» **Task directions**: Return every line in the entries below where the word "BudgetRange" shows up.

» **Supplied records**:
================================

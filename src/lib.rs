// Copyright 2024 Karpeles Lab Inc.
// Use of this source code is governed by a BSD-style
// license that can be found in the LICENSE file.

//! # sz
//!
//! A Snappy block compressor paired with a reader and writer for the
//! Snappy framing format.
//!
//! - Block format: a varint length followed by literal and copy tags,
//!   produced by a greedy single-hash-table match finder
//! - Stream format: 64KB blocks framed as chunks with masked CRC-32C
//!   checksums, stored raw when compression does not help
//! - Strict-memory reading for untrusted streams
//!
//! ## Block Format Example
//!
//! ```rust
//! use sz::{decode, encode};
//!
//! let data = b"Hello, World! Hello, World! Hello, World!";
//! let compressed = encode(data).expect("compression failed");
//! let decompressed = decode(&compressed).expect("decompression failed");
//! assert_eq!(data, &decompressed[..]);
//! ```
//!
//! ## Stream Format Example
//!
//! ```rust
//! use sz::{Reader, Writer};
//! use std::io::{Read, Write};
//!
//! let mut writer = Writer::new(Vec::new()).unwrap();
//! writer.write_all(b"streamed bytes").unwrap();
//! let stream = writer.close().unwrap();
//!
//! let mut reader = Reader::new_strict(&stream[..]).unwrap();
//! let mut out = Vec::new();
//! reader.read_to_end(&mut out).unwrap();
//! assert_eq!(out, b"streamed bytes");
//! ```

mod constants;
mod crc;
mod decode;
mod encode;
mod error;
mod reader;
mod varint;
mod writer;

#[cfg(feature = "concurrent")]
mod concurrent;

pub use constants::{BLOCK_SIZE, MAGIC_CHUNK, MAX_ENCODED_BLOCK_LEN, STRICT_CHUNK_LIMIT};
pub use crc::{crc32c, masked_crc, Crc32c};
pub use decode::{decode, decode_into, decode_len};
pub use encode::{encode, encode_into, max_encoded_len};
pub use error::{Error, Result};
pub use reader::Reader;
pub use writer::Writer;

#[cfg(feature = "concurrent")]
pub use concurrent::ConcurrentWriter;
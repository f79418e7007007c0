// Copyright 2024 Karpeles Lab Inc.
// Use of this source code is governed by a BSD-style
// license that can be found in the LICENSE file.

//! Stream writer for the Snappy framing format

use std::io::{self, Write};

use tracing::{debug, trace};

use crate::constants::*;
use crate::crc::masked_crc;
use crate::encode::encode_into;

/// Bytes in front of every data chunk body: header plus checksum
pub(crate) const FRAME_PREFIX: usize = CHUNK_HEADER_SIZE + CHECKSUM_SIZE;

/// Scratch space needed to frame one full block in place
pub(crate) const FRAME_SCRATCH_LEN: usize = FRAME_PREFIX + MAX_ENCODED_BLOCK_LEN;

/// Where a framed block ended up after [`frame_block`].
#[derive(Debug, Clone, Copy, PartialEq, Eq)]
pub(crate) enum Framed {
    /// `scratch[..len]` holds header, checksum and compressed body
    Compressed(usize),
    /// `scratch[..FRAME_PREFIX]` holds header and checksum; the raw block
    /// is the body
    Uncompressed,
}

impl Framed {
    /// Write the framed chunk to `w`.
    pub(crate) fn write_to<W: Write>(self, w: &mut W, scratch: &[u8], block: &[u8]) -> io::Result<()> {
        match self {
            Framed::Compressed(len) => w.write_all(&scratch[..len]),
            Framed::Uncompressed => {
                w.write_all(&scratch[..FRAME_PREFIX])?;
                w.write_all(block)
            }
        }
    }
}

/// Compress `block` into `scratch[FRAME_PREFIX..]` and fill in the chunk
/// header and masked checksum in front of it.
///
/// Falls back to an uncompressed chunk when compression does not shrink
/// the block. `block` must not exceed `BLOCK_SIZE` and `scratch` must be
/// at least `FRAME_SCRATCH_LEN` long.
pub(crate) fn frame_block(block: &[u8], scratch: &mut [u8]) -> io::Result<Framed> {
    let encoded = encode_into(&mut scratch[FRAME_PREFIX..], block)?;

    let (chunk_type, body_len, framed) = if encoded >= block.len() {
        debug!(
            len = block.len(),
            encoded, "block did not compress, storing uncompressed"
        );
        (CHUNK_TYPE_UNCOMPRESSED_DATA, block.len(), Framed::Uncompressed)
    } else {
        (
            CHUNK_TYPE_COMPRESSED_DATA,
            encoded,
            Framed::Compressed(FRAME_PREFIX + encoded),
        )
    };

    let chunk_len = body_len + CHECKSUM_SIZE;
    scratch[0] = chunk_type;
    scratch[1..4].copy_from_slice(&(chunk_len as u32).to_le_bytes()[..3]);
    scratch[4..8].copy_from_slice(&masked_crc(block).to_le_bytes());

    trace!(chunk_type, chunk_len, raw = block.len(), "framed block");
    Ok(framed)
}

/// Writer compresses data into the Snappy framing format
///
/// The stream identifier is written as soon as the writer is created.
/// Input is gathered into 64KB blocks; each full block is compressed and
/// written out immediately. The writer never flushes on drop: call
/// [`Writer::close`] (or `flush`) to emit the final partial block.
///
/// # Example
///
/// ```
/// use sz::Writer;
/// use std::io::Write;
///
/// let mut writer = Writer::new(Vec::new()).unwrap();
/// writer.write_all(b"Hello, World!").unwrap();
/// let compressed = writer.close().unwrap();
///
/// assert_eq!(&compressed[..10], b"\xff\x06\x00\x00sNaPpY");
/// ```
pub struct Writer<W: Write> {
    writer: W,
    block: Box<[u8]>,
    n: usize,
    scratch: Vec<u8>,
}

impl<W: Write> Writer<W> {
    /// Create a new Writer, writing the stream identifier to `writer`.
    pub fn new(mut writer: W) -> io::Result<Self> {
        writer.write_all(MAGIC_CHUNK)?;
        debug!("wrote stream identifier");

        Ok(Writer {
            writer,
            block: vec![0u8; BLOCK_SIZE].into_boxed_slice(),
            n: 0,
            scratch: vec![0u8; FRAME_SCRATCH_LEN],
        })
    }

    /// Compress and write out the buffered block, if any.
    ///
    /// This does not flush the underlying writer. Snappy keeps no context
    /// across blocks, so flushing often hurts the compression ratio. An
    /// empty buffer writes nothing.
    pub fn flush_block(&mut self) -> io::Result<()> {
        if self.n == 0 {
            return Ok(());
        }

        let block = &self.block[..self.n];
        let framed = frame_block(block, &mut self.scratch)?;
        framed.write_to(&mut self.writer, &self.scratch, block)?;

        self.n = 0;
        Ok(())
    }

    /// Write the final block, flush the underlying writer and return it.
    pub fn close(mut self) -> io::Result<W> {
        self.flush()?;
        Ok(self.writer)
    }

    /// Number of bytes waiting for the next block flush
    pub fn buffered(&self) -> usize {
        self.n
    }

    /// Get a reference to the underlying writer
    pub fn get_ref(&self) -> &W {
        &self.writer
    }

    /// Get a mutable reference to the underlying writer
    pub fn get_mut(&mut self) -> &mut W {
        &mut self.writer
    }
}

impl<W: Write> Write for Writer<W> {
    fn write(&mut self, buf: &[u8]) -> io::Result<usize> {
        let mut written = 0;

        while written < buf.len() {
            let copied = (BLOCK_SIZE - self.n).min(buf.len() - written);
            self.block[self.n..self.n + copied].copy_from_slice(&buf[written..written + copied]);
            self.n += copied;
            written += copied;

            if self.n == BLOCK_SIZE {
                self.flush_block()?;
            }
        }

        Ok(written)
    }

    fn flush(&mut self) -> io::Result<()> {
        self.flush_block()?;
        self.writer.flush()
    }
}
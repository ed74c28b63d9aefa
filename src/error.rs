use thiserror::Error;

/// Errors raised at the engine boundary
///
/// Missing optional attributes are never errors: they surface as excluded
/// factors in [`FactorBreakdown`](crate::models::FactorBreakdown).
#[derive(Debug, Error)]
pub enum MatchError {
    /// Malformed ranges, out-of-domain coordinates or unknown enumeration values
    #[error("invalid input for `{field}`: {reason}")]
    InvalidInput { field: String, reason: String },

    /// A weight table or option set that cannot be used for scoring
    #[error("configuration error: {0}")]
    Configuration(String),

    /// Settings could not be loaded or deserialized
    #[error("settings error: {0}")]
    Settings(#[from] config::ConfigError),
}

impl MatchError {
    pub fn invalid(field: impl Into<String>, reason: impl Into<String>) -> Self {
        Self::InvalidInput {
            field: field.into(),
            reason: reason.into(),
        }
    }

    pub fn unknown_variant(field: &str, value: &str) -> Self {
        Self::invalid(field, format!("unknown value {value:?}"))
    }

    /// Name of the offending field, if this is an input error
    pub fn field(&self) -> Option<&str> {
        match self {
            Self::InvalidInput { field, .. } => Some(field),
            _ => None,
        }
    }
}

pub type Result<T> = std::result::Result<T, MatchError>;

#[cfg(test)]
mod tests {
    use super::*;

    #[test]
    fn test_invalid_input_message_names_field() {
        let err = MatchError::invalid("budget", "min 5 exceeds max 3");
        assert_eq!(err.field(), Some("budget"));
        assert_eq!(err.to_string(), "invalid input for `budget`: min 5 exceeds max 3");
    }

    #[test]
    fn test_configuration_error_has_no_field() {
        let err = MatchError::Configuration("weights sum to 0.9".to_string());
        assert!(err.field().is_none());
    }
}
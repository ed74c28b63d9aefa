use crate::core::distance::{bounding_box, haversine_distance, validate_radius};
use crate::error::Result;
use crate::models::{BudgetRange, CompatibilityResult, Coordinates, Listing, Nearby, Profile};
use serde::{Deserialize, Serialize};
use std::cmp::Ordering;

/// Anything with an id that may sit at a point on the map
pub trait Located {
    fn id(&self) -> &str;
    fn coordinates(&self) -> Option<Coordinates>;
}

impl Located for Profile {
    fn id(&self) -> &str {
        &self.id
    }

    fn coordinates(&self) -> Option<Coordinates> {
        self.location.coordinates
    }
}

impl Located for Listing {
    fn id(&self) -> &str {
        &self.id
    }

    fn coordinates(&self) -> Option<Coordinates> {
        Some(self.coordinates)
    }
}

impl<T: Located + ?Sized> Located for &T {
    fn id(&self) -> &str {
        (**self).id()
    }

    fn coordinates(&self) -> Option<Coordinates> {
        (**self).coordinates()
    }
}

/// Keep candidates within `radius_miles` of `center` (inclusive)
///
/// Two stages:
/// 1. Bounding box pre-filter, cheap range checks only
/// 2. Exact Haversine distance on the survivors
///
/// Candidates without coordinates are dropped. A candidate with
/// out-of-range coordinates is an error, not a silent miss. Input order is
/// preserved.
pub fn filter_by_proximity<'a, T: Located>(
    center: &Coordinates,
    radius_miles: f64,
    candidates: &'a [T],
) -> Result<Vec<Nearby<&'a T>>> {
    center.validate("center")?;
    validate_radius(radius_miles)?;

    let bbox = bounding_box(center, radius_miles);
    let mut in_box = 0usize;
    let mut hits = Vec::new();

    for candidate in candidates {
        let Some(point) = candidate.coordinates() else {
            continue;
        };
        point.validate(&format!("{}.location", candidate.id()))?;

        // Stage 1: bounding box
        if !bbox.contains(&point) {
            continue;
        }
        in_box += 1;

        // Stage 2: exact distance
        let distance_miles = haversine_distance(center, &point);
        if distance_miles <= radius_miles {
            hits.push(Nearby { item: candidate, distance_miles });
        }
    }

    tracing::debug!(
        candidates = candidates.len(),
        in_box,
        within_radius = hits.len(),
        radius_miles,
        "proximity filter"
    );

    Ok(hits)
}

/// Ordering for [`rank_and_truncate`]
#[derive(Debug, Clone, Copy, PartialEq, Eq, Serialize, Deserialize)]
#[serde(rename_all = "lowercase")]
pub enum SortKey {
    /// Nearest first
    Distance,
    /// Highest score first
    Score,
}

/// A result that can be ranked
///
/// Missing values sort after present ones regardless of direction.
pub trait Rankable {
    fn rank_id(&self) -> &str;
    fn rank_score(&self) -> Option<f64>;
    fn rank_distance(&self) -> Option<f64>;
}

impl Rankable for CompatibilityResult {
    fn rank_id(&self) -> &str {
        &self.candidate_id
    }

    fn rank_score(&self) -> Option<f64> {
        Some(self.score)
    }

    fn rank_distance(&self) -> Option<f64> {
        self.distance_miles
    }
}

impl<T: Located> Rankable for Nearby<T> {
    fn rank_id(&self) -> &str {
        self.item.id()
    }

    fn rank_score(&self) -> Option<f64> {
        None
    }

    fn rank_distance(&self) -> Option<f64> {
        Some(self.distance_miles)
    }
}

fn compare_present(a: Option<f64>, b: Option<f64>, descending: bool) -> Ordering {
    match (a, b) {
        (Some(x), Some(y)) => {
            let ordering = x.partial_cmp(&y).unwrap_or(Ordering::Equal);
            if descending {
                ordering.reverse()
            } else {
                ordering
            }
        }
        (Some(_), None) => Ordering::Less,
        (None, Some(_)) => Ordering::Greater,
        (None, None) => Ordering::Equal,
    }
}

/// Sort by `key`, tie-break on id ascending, then truncate to `limit`
///
/// Truncation happens after sorting, so the cut always keeps the best
/// ranked entries.
pub fn rank_and_truncate<R: Rankable>(mut results: Vec<R>, key: SortKey, limit: Option<usize>) -> Vec<R> {
    results.sort_by(|a, b| {
        let primary = match key {
            SortKey::Distance => compare_present(a.rank_distance(), b.rank_distance(), false),
            SortKey::Score => compare_present(a.rank_score(), b.rank_score(), true),
        };
        primary.then_with(|| a.rank_id().cmp(b.rank_id()))
    });

    if let Some(limit) = limit {
        results.truncate(limit);
    }
    results
}

/// Non-spatial constraints for a listing search
#[derive(Debug, Clone, Copy, Default, PartialEq, Serialize, Deserialize)]
#[serde(rename_all = "camelCase")]
pub struct ListingQuery {
    /// Inclusive price bounds
    #[serde(default)]
    pub price_range: Option<BudgetRange>,
    #[serde(default)]
    pub available_only: bool,
}

impl ListingQuery {
    #[inline]
    pub fn matches(&self, listing: &Listing) -> bool {
        if self.available_only && !listing.available {
            return false;
        }
        self.price_range.map_or(true, |range| range.contains(listing.price))
    }
}

/// Listings within `radius_miles` that satisfy `query`, nearest first
pub fn nearby_listings<'a>(
    center: &Coordinates,
    radius_miles: f64,
    listings: &'a [Listing],
    query: &ListingQuery,
) -> Result<Vec<Nearby<&'a Listing>>> {
    if let Some(range) = &query.price_range {
        range.validate("priceRange")?;
    }

    let hits = filter_by_proximity(center, radius_miles, listings)?
        .into_iter()
        .filter(|hit| query.matches(hit.item))
        .collect();

    Ok(rank_and_truncate(hits, SortKey::Distance, None))
}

================================

» **Response to the task**:
use crate::models::{BudgetRange, CompatibilityResult, Coordinates, Listing, Nearby, Profile};
    pub price_range: Option<BudgetRange>,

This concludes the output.